→ **Dataset records**

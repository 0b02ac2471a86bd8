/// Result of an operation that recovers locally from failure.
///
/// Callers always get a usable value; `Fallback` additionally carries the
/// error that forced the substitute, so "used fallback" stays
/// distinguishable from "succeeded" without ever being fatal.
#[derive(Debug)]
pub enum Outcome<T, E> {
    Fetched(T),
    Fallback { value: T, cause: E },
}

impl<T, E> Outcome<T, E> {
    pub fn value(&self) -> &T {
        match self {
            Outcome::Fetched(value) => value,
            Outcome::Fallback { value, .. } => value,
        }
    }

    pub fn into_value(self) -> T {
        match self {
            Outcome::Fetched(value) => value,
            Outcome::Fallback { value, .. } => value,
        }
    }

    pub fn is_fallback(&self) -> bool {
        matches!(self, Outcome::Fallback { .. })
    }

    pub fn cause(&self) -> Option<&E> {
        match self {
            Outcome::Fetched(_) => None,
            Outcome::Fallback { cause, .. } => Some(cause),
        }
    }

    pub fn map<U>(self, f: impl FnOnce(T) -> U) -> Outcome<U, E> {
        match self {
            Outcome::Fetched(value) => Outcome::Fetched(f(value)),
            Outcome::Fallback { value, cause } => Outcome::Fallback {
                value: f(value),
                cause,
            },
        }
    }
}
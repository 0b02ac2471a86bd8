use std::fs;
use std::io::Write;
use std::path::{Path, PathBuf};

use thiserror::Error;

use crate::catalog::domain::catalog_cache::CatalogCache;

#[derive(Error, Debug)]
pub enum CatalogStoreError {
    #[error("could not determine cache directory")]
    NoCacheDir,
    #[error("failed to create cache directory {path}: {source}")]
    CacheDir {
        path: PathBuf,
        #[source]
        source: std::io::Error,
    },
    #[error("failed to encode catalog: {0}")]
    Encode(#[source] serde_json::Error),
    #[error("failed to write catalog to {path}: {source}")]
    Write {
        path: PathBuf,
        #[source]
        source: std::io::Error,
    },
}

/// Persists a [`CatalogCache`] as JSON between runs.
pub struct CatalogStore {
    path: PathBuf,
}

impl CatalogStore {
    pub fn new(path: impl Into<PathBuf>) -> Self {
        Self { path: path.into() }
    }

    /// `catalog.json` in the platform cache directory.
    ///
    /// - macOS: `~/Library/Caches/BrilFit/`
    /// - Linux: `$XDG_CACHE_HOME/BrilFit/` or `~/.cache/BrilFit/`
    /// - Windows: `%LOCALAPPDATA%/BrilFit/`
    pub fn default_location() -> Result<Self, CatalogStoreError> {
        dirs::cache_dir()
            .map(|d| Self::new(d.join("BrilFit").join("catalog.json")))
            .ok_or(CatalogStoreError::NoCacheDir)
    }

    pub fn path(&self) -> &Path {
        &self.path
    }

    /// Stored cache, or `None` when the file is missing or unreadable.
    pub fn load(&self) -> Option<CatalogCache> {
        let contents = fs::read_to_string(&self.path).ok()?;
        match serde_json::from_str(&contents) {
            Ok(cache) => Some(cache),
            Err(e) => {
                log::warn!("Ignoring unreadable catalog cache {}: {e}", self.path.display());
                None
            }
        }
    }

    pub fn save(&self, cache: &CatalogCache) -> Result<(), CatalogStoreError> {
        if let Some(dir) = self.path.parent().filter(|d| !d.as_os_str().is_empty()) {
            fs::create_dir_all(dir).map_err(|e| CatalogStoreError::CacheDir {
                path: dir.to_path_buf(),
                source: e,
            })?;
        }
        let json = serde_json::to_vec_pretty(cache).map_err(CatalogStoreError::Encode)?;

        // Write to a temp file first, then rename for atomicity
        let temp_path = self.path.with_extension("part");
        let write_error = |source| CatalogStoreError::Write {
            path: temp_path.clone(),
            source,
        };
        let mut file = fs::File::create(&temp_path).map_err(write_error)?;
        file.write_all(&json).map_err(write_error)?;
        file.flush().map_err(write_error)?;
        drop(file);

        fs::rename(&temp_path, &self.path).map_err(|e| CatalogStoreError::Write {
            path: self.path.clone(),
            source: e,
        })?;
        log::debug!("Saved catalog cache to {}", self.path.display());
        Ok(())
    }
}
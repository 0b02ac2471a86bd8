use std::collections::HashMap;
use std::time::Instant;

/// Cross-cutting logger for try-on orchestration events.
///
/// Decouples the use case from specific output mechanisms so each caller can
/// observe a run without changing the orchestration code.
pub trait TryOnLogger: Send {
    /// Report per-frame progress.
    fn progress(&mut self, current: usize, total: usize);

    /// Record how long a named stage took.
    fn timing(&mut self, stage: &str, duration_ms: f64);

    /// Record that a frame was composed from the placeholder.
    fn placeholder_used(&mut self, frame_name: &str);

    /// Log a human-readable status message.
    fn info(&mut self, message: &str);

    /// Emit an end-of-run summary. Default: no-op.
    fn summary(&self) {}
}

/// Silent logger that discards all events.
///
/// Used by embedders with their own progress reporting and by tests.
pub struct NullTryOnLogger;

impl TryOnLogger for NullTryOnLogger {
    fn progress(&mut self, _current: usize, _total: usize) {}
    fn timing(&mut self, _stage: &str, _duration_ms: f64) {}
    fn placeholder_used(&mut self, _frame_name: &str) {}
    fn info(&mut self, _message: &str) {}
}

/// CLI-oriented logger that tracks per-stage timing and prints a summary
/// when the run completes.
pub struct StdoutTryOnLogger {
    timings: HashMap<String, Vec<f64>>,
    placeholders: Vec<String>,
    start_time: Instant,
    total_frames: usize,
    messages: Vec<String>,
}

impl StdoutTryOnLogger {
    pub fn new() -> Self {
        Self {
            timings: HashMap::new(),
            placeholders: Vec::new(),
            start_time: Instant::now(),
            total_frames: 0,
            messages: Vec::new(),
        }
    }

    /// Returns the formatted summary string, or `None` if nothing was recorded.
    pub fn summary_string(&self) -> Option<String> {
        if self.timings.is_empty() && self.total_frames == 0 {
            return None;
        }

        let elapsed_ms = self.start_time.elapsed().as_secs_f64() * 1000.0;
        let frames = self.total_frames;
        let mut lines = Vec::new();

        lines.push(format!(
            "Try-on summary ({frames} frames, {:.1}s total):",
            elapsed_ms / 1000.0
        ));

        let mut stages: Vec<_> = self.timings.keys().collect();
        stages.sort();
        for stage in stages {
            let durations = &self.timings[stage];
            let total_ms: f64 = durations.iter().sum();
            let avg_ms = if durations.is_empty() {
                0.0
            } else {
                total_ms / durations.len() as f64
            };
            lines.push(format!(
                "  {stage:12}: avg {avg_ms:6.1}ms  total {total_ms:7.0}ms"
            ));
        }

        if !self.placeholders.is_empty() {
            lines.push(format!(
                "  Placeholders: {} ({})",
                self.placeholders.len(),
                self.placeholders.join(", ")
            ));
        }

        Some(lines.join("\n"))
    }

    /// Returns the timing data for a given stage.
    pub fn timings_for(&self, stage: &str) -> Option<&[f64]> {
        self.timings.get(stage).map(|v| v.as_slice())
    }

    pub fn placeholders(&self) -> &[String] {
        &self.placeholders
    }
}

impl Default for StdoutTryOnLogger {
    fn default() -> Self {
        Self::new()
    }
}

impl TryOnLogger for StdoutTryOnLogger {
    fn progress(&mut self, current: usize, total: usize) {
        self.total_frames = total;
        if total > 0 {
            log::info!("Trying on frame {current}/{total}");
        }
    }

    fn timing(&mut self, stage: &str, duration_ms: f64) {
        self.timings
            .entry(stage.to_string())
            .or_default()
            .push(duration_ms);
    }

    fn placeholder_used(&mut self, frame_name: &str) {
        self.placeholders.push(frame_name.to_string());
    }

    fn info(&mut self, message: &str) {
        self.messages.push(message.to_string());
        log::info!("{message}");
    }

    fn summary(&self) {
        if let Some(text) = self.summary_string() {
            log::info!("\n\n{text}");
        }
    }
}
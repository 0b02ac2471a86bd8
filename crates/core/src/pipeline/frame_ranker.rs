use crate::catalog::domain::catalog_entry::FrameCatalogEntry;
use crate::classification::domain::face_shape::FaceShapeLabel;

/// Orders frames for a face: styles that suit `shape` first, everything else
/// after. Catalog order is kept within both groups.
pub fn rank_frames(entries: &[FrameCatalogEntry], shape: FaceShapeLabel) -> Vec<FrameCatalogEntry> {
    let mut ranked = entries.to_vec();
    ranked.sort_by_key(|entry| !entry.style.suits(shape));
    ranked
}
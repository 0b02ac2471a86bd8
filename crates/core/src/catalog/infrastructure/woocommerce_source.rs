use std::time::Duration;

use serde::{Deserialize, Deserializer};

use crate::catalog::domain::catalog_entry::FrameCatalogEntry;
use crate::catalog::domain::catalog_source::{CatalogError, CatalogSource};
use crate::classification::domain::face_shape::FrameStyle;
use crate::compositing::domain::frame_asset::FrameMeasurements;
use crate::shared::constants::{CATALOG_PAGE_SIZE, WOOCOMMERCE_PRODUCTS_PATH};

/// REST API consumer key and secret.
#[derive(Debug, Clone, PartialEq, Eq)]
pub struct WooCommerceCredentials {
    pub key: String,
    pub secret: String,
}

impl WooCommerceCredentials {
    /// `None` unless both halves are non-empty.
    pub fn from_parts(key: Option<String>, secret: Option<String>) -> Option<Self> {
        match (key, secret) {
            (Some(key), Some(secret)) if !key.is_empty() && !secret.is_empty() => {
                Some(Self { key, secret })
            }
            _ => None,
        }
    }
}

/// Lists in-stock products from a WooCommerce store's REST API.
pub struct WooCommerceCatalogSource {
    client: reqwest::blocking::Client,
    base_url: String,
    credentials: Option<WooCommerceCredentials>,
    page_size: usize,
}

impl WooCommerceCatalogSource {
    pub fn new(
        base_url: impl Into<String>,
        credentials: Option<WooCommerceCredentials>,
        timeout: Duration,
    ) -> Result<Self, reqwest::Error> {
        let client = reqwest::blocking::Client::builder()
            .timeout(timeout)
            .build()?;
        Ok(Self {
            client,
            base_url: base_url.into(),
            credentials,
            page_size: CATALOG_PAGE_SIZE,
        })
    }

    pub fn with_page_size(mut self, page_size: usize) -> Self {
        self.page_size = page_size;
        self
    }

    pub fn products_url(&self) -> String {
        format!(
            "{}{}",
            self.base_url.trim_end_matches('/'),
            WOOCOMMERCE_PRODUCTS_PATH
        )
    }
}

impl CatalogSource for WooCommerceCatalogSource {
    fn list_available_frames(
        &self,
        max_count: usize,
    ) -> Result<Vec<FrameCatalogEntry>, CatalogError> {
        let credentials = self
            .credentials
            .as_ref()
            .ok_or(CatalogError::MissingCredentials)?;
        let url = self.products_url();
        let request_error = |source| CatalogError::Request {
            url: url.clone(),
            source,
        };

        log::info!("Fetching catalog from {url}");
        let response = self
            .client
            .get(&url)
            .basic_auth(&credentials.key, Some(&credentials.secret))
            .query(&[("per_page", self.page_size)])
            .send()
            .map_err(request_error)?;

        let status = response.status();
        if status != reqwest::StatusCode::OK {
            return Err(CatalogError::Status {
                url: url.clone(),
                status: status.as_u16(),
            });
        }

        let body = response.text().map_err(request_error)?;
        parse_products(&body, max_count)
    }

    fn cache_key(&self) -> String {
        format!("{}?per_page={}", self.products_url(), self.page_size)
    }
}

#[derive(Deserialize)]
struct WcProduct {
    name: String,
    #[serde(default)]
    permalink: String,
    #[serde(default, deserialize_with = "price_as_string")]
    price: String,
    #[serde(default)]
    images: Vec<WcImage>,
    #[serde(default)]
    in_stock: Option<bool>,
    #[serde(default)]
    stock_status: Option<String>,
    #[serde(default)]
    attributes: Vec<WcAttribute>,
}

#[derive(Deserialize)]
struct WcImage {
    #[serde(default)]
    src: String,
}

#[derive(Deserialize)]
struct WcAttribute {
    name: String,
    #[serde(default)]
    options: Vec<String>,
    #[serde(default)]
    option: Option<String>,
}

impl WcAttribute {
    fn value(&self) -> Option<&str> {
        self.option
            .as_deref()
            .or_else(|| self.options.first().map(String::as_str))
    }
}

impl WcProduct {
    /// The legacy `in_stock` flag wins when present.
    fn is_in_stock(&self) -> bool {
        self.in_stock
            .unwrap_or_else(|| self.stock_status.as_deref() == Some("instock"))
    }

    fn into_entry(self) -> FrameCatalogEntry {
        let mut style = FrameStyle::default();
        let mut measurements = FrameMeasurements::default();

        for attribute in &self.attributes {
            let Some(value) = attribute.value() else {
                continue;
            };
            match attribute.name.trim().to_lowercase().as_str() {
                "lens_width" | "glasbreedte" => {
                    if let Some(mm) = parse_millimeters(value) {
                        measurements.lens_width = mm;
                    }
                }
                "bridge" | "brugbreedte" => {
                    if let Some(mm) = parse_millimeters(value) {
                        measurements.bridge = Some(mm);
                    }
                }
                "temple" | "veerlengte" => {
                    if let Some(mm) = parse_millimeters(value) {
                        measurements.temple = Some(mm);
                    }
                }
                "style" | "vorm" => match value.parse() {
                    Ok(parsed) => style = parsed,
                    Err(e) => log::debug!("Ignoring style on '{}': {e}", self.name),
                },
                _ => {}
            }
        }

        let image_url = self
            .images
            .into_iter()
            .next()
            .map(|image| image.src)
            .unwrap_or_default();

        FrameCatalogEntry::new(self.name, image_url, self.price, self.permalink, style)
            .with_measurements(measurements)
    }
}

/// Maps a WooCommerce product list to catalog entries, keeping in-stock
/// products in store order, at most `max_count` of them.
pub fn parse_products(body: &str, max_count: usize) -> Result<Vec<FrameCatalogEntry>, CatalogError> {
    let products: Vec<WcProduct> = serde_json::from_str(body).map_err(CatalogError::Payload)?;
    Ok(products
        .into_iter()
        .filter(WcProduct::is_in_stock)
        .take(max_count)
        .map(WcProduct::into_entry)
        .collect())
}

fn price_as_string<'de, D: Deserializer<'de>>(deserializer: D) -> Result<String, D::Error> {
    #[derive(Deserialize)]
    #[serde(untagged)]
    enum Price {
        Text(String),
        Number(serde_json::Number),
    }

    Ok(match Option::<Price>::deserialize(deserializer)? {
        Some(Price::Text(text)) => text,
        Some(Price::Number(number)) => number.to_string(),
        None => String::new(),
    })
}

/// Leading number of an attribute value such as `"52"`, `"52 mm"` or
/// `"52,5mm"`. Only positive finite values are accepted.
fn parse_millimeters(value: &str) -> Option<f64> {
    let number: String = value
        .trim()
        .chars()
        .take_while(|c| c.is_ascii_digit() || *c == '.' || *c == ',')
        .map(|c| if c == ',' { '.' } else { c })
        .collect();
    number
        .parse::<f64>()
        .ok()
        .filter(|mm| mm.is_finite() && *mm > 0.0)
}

→ **What is expected**
Reproduce the records above line by line, without any change, up to and including the line that holds "pub enum CatalogStoreError".

→ **Output for this task**
repository 0b02ac2471a86bd8
/// Result of an operation that recovers locally from failure.
///
/// Callers always get a usable value; `Fallback` additionally carries the
/// error that forced the substitute, so "used fallback" stays
/// distinguishable from "succeeded" without ever being fatal.
#[derive(Debug)]
pub enum Outcome<T, E> {
    Fetched(T),
    Fallback { value: T, cause: E },
}

impl<T, E> Outcome<T, E> {
    pub fn value(&self) -> &T {
        match self {
            Outcome::Fetched(value) => value,
            Outcome::Fallback { value, .. } => value,
        }
    }

    pub fn into_value(self) -> T {
        match self {
            Outcome::Fetched(value) => value,
            Outcome::Fallback { value, .. } => value,
        }
    }

    pub fn is_fallback(&self) -> bool {
        matches!(self, Outcome::Fallback { .. })
    }

    pub fn cause(&self) -> Option<&E> {
        match self {
            Outcome::Fetched(_) => None,
            Outcome::Fallback { cause, .. } => Some(cause),
        }
    }

    pub fn map<U>(self, f: impl FnOnce(T) -> U) -> Outcome<U, E> {
        match self {
            Outcome::Fetched(value) => Outcome::Fetched(f(value)),
            Outcome::Fallback { value, cause } => Outcome::Fallback {
                value: f(value),
                cause,
            },
        }
    }
}
repository 0b02ac2471a86bd8
use std::fs;
use std::io::Write;
use std::path::{Path, PathBuf};

use thiserror::Error;

use crate::catalog::domain::catalog_cache::CatalogCache;

#[derive(Error, Debug)]
pub enum CatalogStoreError {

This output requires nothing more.